Problem to solve — Among the lines below, restate word for word only those from the line with "from scoped threads." through the line with "an empty slot.", with both end lines kept.

[Dataset entries]
[Start of Attachment]
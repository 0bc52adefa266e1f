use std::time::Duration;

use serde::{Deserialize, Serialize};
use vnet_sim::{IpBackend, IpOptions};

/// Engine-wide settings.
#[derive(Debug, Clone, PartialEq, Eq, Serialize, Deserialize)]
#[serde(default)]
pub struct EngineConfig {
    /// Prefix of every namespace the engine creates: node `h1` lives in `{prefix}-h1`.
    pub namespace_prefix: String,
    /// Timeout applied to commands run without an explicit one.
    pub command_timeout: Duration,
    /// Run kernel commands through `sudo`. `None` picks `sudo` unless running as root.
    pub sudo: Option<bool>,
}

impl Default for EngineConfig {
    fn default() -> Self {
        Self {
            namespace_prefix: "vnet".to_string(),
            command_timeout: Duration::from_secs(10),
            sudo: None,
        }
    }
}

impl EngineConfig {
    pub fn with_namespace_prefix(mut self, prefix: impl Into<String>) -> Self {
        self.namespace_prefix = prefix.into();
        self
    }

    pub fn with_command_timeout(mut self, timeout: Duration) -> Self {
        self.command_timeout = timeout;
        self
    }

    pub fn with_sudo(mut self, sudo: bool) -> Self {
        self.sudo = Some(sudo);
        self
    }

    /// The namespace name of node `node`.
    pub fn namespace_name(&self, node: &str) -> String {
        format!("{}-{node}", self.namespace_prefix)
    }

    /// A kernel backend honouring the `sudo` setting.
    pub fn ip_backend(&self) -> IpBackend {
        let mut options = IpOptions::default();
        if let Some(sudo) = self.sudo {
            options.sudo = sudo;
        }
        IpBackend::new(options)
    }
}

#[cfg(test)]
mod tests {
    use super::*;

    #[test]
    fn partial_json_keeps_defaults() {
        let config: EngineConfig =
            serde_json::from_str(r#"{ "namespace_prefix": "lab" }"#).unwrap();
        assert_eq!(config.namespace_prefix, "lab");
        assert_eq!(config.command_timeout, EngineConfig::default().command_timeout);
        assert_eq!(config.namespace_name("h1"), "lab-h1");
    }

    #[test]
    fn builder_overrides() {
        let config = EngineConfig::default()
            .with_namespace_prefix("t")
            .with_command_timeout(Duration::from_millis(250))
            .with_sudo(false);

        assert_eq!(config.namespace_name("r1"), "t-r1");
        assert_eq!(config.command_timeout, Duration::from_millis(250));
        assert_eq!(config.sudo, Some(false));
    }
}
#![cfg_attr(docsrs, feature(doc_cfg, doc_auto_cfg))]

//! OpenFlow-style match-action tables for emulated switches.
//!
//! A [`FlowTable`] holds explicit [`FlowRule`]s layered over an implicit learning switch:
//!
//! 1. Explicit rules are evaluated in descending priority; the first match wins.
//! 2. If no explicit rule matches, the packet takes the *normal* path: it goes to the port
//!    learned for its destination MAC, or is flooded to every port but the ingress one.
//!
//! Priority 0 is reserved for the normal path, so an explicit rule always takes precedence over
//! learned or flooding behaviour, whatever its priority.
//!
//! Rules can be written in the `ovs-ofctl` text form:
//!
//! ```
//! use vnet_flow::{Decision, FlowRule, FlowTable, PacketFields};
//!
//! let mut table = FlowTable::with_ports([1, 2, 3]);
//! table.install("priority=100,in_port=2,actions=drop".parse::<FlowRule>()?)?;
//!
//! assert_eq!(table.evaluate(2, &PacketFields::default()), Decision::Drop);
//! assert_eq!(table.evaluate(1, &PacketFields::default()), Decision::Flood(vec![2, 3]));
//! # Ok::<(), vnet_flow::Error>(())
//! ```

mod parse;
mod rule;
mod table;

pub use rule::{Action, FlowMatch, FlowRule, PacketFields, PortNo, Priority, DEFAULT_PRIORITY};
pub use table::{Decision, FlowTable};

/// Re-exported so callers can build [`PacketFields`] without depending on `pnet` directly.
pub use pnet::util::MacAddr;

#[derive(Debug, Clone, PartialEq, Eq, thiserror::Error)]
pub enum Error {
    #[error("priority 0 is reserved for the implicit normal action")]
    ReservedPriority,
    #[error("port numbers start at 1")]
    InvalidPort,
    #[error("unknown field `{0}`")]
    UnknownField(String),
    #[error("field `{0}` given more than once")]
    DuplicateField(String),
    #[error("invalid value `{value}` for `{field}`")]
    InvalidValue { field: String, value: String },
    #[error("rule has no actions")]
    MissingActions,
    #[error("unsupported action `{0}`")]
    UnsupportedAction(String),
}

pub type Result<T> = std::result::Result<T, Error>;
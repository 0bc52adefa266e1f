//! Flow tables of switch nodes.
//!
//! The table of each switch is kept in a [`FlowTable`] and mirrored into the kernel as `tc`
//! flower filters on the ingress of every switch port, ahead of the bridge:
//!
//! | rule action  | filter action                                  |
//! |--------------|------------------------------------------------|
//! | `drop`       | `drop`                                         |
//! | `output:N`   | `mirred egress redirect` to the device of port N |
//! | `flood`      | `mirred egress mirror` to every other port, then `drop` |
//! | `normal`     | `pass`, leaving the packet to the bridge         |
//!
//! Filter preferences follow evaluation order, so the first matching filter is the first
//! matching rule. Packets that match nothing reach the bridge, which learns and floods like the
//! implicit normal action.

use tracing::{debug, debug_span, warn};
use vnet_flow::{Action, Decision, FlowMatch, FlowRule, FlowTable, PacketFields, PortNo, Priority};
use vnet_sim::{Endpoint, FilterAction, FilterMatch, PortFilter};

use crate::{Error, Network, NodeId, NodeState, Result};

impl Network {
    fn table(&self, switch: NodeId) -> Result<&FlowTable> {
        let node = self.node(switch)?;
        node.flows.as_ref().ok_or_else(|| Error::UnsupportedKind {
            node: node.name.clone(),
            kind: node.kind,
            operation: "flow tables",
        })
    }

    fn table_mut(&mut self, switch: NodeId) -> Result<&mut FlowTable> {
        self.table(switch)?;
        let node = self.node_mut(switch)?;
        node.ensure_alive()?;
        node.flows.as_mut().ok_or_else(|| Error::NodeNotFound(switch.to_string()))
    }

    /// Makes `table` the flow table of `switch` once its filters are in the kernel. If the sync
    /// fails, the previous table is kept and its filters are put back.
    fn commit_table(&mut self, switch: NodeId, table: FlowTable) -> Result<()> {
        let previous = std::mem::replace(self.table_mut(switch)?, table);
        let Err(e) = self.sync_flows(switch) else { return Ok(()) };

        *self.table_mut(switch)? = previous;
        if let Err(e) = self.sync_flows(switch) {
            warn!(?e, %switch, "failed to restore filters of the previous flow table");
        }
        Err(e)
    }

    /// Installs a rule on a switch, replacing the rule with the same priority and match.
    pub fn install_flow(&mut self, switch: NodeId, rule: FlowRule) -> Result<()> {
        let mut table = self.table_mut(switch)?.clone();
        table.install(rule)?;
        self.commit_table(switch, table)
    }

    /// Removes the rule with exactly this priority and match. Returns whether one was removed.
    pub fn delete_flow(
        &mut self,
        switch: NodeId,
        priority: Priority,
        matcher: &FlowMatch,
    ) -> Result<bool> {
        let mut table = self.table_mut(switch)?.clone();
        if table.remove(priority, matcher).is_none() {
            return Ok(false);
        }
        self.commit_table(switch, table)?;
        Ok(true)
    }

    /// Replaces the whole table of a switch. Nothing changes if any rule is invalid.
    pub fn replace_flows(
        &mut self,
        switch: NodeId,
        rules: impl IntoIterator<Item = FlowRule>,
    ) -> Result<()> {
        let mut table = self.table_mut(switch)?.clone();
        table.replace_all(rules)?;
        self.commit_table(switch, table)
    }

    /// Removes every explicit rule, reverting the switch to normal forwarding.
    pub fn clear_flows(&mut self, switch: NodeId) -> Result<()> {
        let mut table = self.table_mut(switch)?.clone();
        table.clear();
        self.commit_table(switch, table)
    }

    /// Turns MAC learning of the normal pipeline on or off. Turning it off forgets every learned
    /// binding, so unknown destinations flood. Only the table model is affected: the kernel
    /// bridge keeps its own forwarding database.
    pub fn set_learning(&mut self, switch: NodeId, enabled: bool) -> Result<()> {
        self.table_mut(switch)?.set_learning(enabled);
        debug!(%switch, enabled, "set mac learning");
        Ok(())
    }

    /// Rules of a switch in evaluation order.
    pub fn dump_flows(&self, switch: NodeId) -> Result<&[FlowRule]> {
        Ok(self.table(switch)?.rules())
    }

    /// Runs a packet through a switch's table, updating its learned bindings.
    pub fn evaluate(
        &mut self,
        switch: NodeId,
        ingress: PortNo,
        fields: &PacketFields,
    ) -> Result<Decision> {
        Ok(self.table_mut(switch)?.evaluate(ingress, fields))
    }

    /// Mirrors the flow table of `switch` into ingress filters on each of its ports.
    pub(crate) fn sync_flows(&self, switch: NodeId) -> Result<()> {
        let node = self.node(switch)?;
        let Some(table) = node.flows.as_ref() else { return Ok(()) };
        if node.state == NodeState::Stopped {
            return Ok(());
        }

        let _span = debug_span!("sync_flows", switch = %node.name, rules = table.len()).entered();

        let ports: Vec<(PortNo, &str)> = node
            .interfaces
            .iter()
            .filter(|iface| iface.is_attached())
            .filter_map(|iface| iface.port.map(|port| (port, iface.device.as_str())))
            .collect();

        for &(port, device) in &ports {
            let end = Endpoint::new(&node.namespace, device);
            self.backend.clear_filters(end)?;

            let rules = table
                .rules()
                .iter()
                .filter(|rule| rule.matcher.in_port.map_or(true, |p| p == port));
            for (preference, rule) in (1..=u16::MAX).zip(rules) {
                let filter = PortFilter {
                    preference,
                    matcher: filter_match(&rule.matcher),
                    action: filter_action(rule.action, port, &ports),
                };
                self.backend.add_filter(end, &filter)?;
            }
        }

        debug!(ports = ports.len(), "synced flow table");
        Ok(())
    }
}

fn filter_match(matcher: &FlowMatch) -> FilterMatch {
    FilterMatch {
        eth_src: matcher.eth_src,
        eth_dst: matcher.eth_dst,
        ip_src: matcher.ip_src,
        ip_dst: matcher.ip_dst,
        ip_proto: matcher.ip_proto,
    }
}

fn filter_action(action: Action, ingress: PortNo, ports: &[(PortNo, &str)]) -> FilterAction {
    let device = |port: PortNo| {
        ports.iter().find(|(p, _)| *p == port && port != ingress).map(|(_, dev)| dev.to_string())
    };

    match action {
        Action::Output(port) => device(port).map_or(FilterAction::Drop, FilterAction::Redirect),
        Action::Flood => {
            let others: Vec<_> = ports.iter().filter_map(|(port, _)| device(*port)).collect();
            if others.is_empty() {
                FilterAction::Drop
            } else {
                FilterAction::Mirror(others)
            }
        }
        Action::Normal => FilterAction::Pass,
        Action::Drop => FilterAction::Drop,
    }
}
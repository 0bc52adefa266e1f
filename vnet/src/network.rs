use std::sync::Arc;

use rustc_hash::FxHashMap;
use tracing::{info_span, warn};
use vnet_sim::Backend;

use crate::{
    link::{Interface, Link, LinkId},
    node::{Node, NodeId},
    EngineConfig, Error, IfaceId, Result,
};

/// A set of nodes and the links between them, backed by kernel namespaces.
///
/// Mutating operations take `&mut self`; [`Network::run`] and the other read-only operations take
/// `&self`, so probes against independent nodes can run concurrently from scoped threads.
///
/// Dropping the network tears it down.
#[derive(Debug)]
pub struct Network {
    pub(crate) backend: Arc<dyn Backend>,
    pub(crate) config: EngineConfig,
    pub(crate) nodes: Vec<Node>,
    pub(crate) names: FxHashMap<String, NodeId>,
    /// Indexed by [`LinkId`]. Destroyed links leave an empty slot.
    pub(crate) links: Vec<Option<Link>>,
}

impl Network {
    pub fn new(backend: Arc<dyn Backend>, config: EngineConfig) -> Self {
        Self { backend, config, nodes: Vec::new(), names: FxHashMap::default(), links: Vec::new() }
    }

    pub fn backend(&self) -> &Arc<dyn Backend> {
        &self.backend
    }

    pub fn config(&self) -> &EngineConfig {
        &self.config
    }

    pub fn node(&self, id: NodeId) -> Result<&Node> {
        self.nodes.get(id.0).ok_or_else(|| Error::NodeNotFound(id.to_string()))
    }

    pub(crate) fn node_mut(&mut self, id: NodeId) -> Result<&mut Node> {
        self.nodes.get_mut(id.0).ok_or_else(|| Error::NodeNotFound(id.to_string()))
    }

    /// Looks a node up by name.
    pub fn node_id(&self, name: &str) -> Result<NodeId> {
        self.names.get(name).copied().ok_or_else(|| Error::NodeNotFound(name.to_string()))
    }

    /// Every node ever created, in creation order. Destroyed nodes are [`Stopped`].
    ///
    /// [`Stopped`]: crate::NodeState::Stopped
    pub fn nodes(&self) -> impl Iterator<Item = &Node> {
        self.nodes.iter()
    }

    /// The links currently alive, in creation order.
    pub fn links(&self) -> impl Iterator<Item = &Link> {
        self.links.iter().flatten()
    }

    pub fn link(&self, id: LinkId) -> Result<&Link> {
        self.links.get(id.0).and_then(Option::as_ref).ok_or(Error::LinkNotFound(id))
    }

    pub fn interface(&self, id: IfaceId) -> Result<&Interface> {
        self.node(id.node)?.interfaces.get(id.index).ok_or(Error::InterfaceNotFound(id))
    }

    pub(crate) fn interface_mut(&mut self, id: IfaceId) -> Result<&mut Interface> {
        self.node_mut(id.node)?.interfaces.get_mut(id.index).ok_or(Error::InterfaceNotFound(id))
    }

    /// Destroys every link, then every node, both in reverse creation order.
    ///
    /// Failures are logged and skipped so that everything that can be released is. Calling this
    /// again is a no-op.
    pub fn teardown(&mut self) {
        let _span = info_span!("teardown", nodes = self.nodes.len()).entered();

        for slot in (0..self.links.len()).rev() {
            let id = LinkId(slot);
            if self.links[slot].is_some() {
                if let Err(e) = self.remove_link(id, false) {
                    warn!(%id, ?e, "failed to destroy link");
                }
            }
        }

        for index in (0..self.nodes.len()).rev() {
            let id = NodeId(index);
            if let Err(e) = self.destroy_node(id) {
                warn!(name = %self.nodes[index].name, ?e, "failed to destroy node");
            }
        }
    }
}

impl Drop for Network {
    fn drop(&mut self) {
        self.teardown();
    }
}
[End of Attachment]
Response to the task —
/// `&self`, so probes against independent nodes can run concurrently from scoped threads.
///
/// Dropping the network tears it down.
#[derive(Debug)]
pub struct Network {
    pub(crate) backend: Arc<dyn Backend>,
    pub(crate) config: EngineConfig,
    pub(crate) nodes: Vec<Node>,
    pub(crate) names: FxHashMap<String, NodeId>,
    /// Indexed by [`LinkId`]. Destroyed links leave an empty slot.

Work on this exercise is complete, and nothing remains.